Il metodo Reason per la progettazione dei controlli operativi del rischio
L’operazione che esegue Reason, analizzare le cause delle deviazioni nel comportamento umano e di organizzarle per famiglie, non è un semplice giochetto accademico fine a sé stesso, ma uno strumento molto potente nella progettazione dei controlli operativi del rischio. Gli obiettivi di chi si occupa di gestire il rischio, sia di una organizzazione, che di un’attrezzatura o una macchina, devono essere infatti quelli di “integrare in modo coerente nella prevenzione le condizioni tecniche produttive dell’azienda, nonché l’influenza dei fattori dell’ambiente e dell’organizzazione del lavoro”, come dicono le buone prassi industriali, qui sintetizzate dall’articolo 15, comma 1, lettera b) del Decreto Legislativo 81/2008, il Testo unico per la salute e la sicurezza.
Gestione del rischio e prevenzione
Come si può notare, parlando di prevenzione non vengono poste limitazioni a questo concetto; per intenderci, non viene affermato da nessuna parte che devono essere presi in considerazione solo i rischi originati dai processi tecnici, escludendo quelli dovuti ai comportamenti umani. Al contrario, è ormai un assunto – e lo è da decenni – il fatto che il comportamento umano sia uno dei fattori da considerare nella progettazione della sicurezza sul lavoro, e che, nella definizione dei controlli, l’essere umano debba godere di una tutela privilegiata che consiste non nel costringere costui a adattarsi alle condizioni di lavoro, ma piuttosto nel contrario, nell’adattare il lavoro alle caratteristiche dell’uomo.

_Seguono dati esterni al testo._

// Copyright (C) 2026 The electionguard-core Authors.

#![deny(clippy::unwrap_used)]
#![deny(clippy::expect_used)]
#![deny(clippy::panic)]
#![deny(clippy::manual_assert)]

//! The election manifest: the public, hashed description of what is on
//! the ballot. Every contest, selection, and ballot style referenced
//! anywhere else in this crate is resolved against a validated
//! [`Manifest`].

use std::collections::{BTreeSet, HashMap};

use serde::{Deserialize, Serialize};

use crate::canonical::{CanonicalEncode, CanonicalEncoder};
use crate::errors::{EgError, EgResult};
use crate::hash::{eg_h, HValue};

/// How many selections a voter may mark, and how a marked selection
/// counts, for a given contest.
#[derive(Clone, Copy, Debug, PartialEq, Eq, Serialize, Deserialize)]
pub enum VoteVariation {
    /// Exactly one selection may be marked.
    OneOfM,
    /// Up to `votes_allowed` selections may be marked, each counting as
    /// one vote toward its own tally.
    NOfM,
    /// Every selection is voted on independently (yes/no per
    /// candidate); `votes_allowed` is not used for this variation.
    Approval,
}

impl VoteVariation {
    fn tag(&self) -> u8 {
        match self {
            VoteVariation::OneOfM => 0,
            VoteVariation::NOfM => 1,
            VoteVariation::Approval => 2,
        }
    }
}

/// One candidate choice within a contest.
#[derive(Clone, Debug, PartialEq, Eq, Serialize, Deserialize)]
pub struct SelectionDefinition {
    pub object_id: String,
    pub candidate_id: String,
    pub sequence_order: u32,
}

impl CanonicalEncode for SelectionDefinition {
    fn canonical_encode(&self, enc: &mut CanonicalEncoder) {
        enc.put_str(&self.object_id);
        enc.put_str(&self.candidate_id);
        enc.put_u32(self.sequence_order);
    }
}

/// A contest and the selections a voter may choose among.
#[derive(Clone, Debug, PartialEq, Eq, Serialize, Deserialize)]
pub struct ContestDefinition {
    pub object_id: String,
    pub sequence_order: u32,
    pub vote_variation: VoteVariation,
    /// The maximum number of selections that may be marked (the
    /// contest's `L`, used as the inclusive limit in its
    /// [`crate::nizk::RangeProof`]). For [`VoteVariation::Approval`]
    /// this is always `1` per selection rather than across the contest.
    pub votes_allowed: u32,
    pub selections: Vec<SelectionDefinition>,
}

impl CanonicalEncode for ContestDefinition {
    fn canonical_encode(&self, enc: &mut CanonicalEncoder) {
        enc.put_str(&self.object_id);
        enc.put_u32(self.sequence_order);
        enc.put_uint_fixed_width(self.vote_variation.tag() as u64, 1);
        enc.put_u32(self.votes_allowed);
        enc.put_seq(&self.selections, |e, s| s.canonical_encode(e));
    }
}

impl ContestDefinition {
    /// Placeholder selections are appended at encryption time so the
    /// disjunctive sum proof can certify the *total* marked count
    /// equals `votes_allowed` exactly, not merely that it is within
    /// bounds; this returns how many are needed.
    pub fn placeholder_count(&self) -> u32 {
        match self.vote_variation {
            VoteVariation::Approval => 0,
            VoteVariation::OneOfM | VoteVariation::NOfM => self.votes_allowed,
        }
    }
}

/// A named candidate, referenced by id from [`SelectionDefinition`].
#[derive(Clone, Debug, PartialEq, Eq, Serialize, Deserialize)]
pub struct Candidate {
    pub object_id: String,
    pub name: String,
}

/// A named grouping of contests presented together to a class of
/// voters (e.g. a precinct's ballot).
#[derive(Clone, Debug, PartialEq, Eq, Serialize, Deserialize)]
pub struct BallotStyle {
    pub object_id: String,
    pub contest_ids: Vec<String>,
}

impl CanonicalEncode for BallotStyle {
    fn canonical_encode(&self, enc: &mut CanonicalEncoder) {
        enc.put_str(&self.object_id);
        enc.put_seq(&self.contest_ids, |e, id| e.put_str(id));
    }
}

/// The full, validated election definition.
#[derive(Clone, Debug, PartialEq, Eq, Serialize, Deserialize)]
pub struct Manifest {
    pub election_scope_id: String,
    pub candidates: Vec<Candidate>,
    pub contests: Vec<ContestDefinition>,
    pub ballot_styles: Vec<BallotStyle>,
}

impl CanonicalEncode for Manifest {
    fn canonical_encode(&self, enc: &mut CanonicalEncoder) {
        enc.put_str(&self.election_scope_id);
        enc.put_seq(&self.candidates, |e, c| {
            e.put_str(&c.object_id);
            e.put_str(&c.name);
        });
        enc.put_seq(&self.contests, |e, c| c.canonical_encode(e));
        enc.put_seq(&self.ballot_styles, |e, bs| bs.canonical_encode(e));
    }
}

impl Manifest {
    /// Validates: every object id is unique within its kind, every
    /// selection's `candidate_id` resolves to a declared candidate, and
    /// every ballot style's `contest_ids` resolve to declared contests.
    pub fn validate(&self) -> EgResult<()> {
        let mut candidate_ids = BTreeSet::new();
        for c in &self.candidates {
            if !candidate_ids.insert(c.object_id.as_str()) {
                return Err(EgError::ManifestInvalid(format!(
                    "duplicate candidate id {}",
                    c.object_id
                )));
            }
        }

        let mut contest_ids = BTreeSet::new();
        for contest in &self.contests {
            if !contest_ids.insert(contest.object_id.as_str()) {
                return Err(EgError::ManifestInvalid(format!(
                    "duplicate contest id {}",
                    contest.object_id
                )));
            }
            if contest.selections.is_empty() {
                return Err(EgError::ManifestInvalid(format!(
                    "contest {} declares no selections",
                    contest.object_id
                )));
            }
            match contest.vote_variation {
                VoteVariation::OneOfM if contest.votes_allowed != 1 => {
                    return Err(EgError::ManifestInvalid(format!(
                        "contest {} is one-of-m but votes_allowed != 1",
                        contest.object_id
                    )));
                }
                VoteVariation::NOfM if contest.votes_allowed == 0 => {
                    return Err(EgError::ManifestInvalid(format!(
                        "contest {} allows zero votes",
                        contest.object_id
                    )));
                }
                VoteVariation::NOfM if contest.votes_allowed as usize > contest.selections.len() => {
                    return Err(EgError::ManifestInvalid(format!(
                        "contest {} allows more votes than it has selections",
                        contest.object_id
                    )));
                }
                _ => {}
            }

            let mut selection_ids = BTreeSet::new();
            for selection in &contest.selections {
                if !selection_ids.insert(selection.object_id.as_str()) {
                    return Err(EgError::ManifestInvalid(format!(
                        "duplicate selection id {} in contest {}",
                        selection.object_id, contest.object_id
                    )));
                }
                if !candidate_ids.contains(selection.candidate_id.as_str()) {
                    return Err(EgError::ManifestInvalid(format!(
                        "selection {} references unknown candidate {}",
                        selection.object_id, selection.candidate_id
                    )));
                }
            }
        }

        let mut ballot_style_ids = BTreeSet::new();
        for bs in &self.ballot_styles {
            if !ballot_style_ids.insert(bs.object_id.as_str()) {
                return Err(EgError::ManifestInvalid(format!(
                    "duplicate ballot style id {}",
                    bs.object_id
                )));
            }
            for contest_id in &bs.contest_ids {
                if !contest_ids.contains(contest_id.as_str()) {
                    return Err(EgError::ManifestInvalid(format!(
                        "ballot style {} references unknown contest {}",
                        bs.object_id, contest_id
                    )));
                }
            }
        }

        Ok(())
    }

    pub fn contest(&self, id: &str) -> EgResult<&ContestDefinition> {
        self.contests
            .iter()
            .find(|c| c.object_id == id)
            .ok_or_else(|| EgError::ManifestInvalid(format!("unknown contest {id}")))
    }

    pub fn ballot_style(&self, id: &str) -> EgResult<&BallotStyle> {
        self.ballot_styles
            .iter()
            .find(|bs| bs.object_id == id)
            .ok_or_else(|| EgError::ManifestInvalid(format!("unknown ballot style {id}")))
    }

    /// A lookup table from contest id to contest, built once by callers
    /// that resolve many contests (ballot encryption, tally).
    pub fn contests_by_id(&self) -> HashMap<&str, &ContestDefinition> {
        self.contests.iter().map(|c| (c.object_id.as_str(), c)).collect()
    }

    /// `H(manifest)`, the root hash every other derived hash in this
    /// crate (commitment hash, crypto base hash, crypto extended base
    /// hash) is built on top of.
    pub fn manifest_hash(&self) -> HValue {
        let bytes = crate::canonical::canonical_bytes(self);
        eg_h(0x20, &[crate::hash::HashInput::Bytes(&bytes)])
    }
}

L’ergonomia, la gestione del rischio e la genesi dell’errore
Anche questa disciplina, che prende il nome di ergonomia, dal greco érgon (lavoro) e ńomos (regola), non è limitata alla definizione dell’ambiente di lavoro fisico, ma i suoi principi devono essere applicati anche agli ambiti organizzativi, immateriali. E così è necessario valutare il rischio della ricorrenza di sviste, distrazioni, errori e violazioni, studiandone le possibili contromisure.
Queste potranno essere, ad esempio, nel rispetto della gerarchia dei controlli, rendere impossibile l’operatività di processi o attrezzature utilizzando materiali o attrezzature in modalità non previste, definire i processi in modo che sia impossibile procedere se non secondo il corretto ordine (sviste, errori e violazioni) o progettare i processi, gli ambienti di lavoro e quadri di controllo allo scopo di minimizzare gli effetti delle distrazioni, definire procedure operative facendo ricorso a fonti di riconosciuta competenza ed esperienza, implementando sistemi di distribuzione delle informazioni, formazione e controllo efficaci e ridondanti (errori) e, infine, prediligere la definizione di processi per i quali non siano possibili violazioni, implementando supervisione, controllo e sistemi di vigilanza.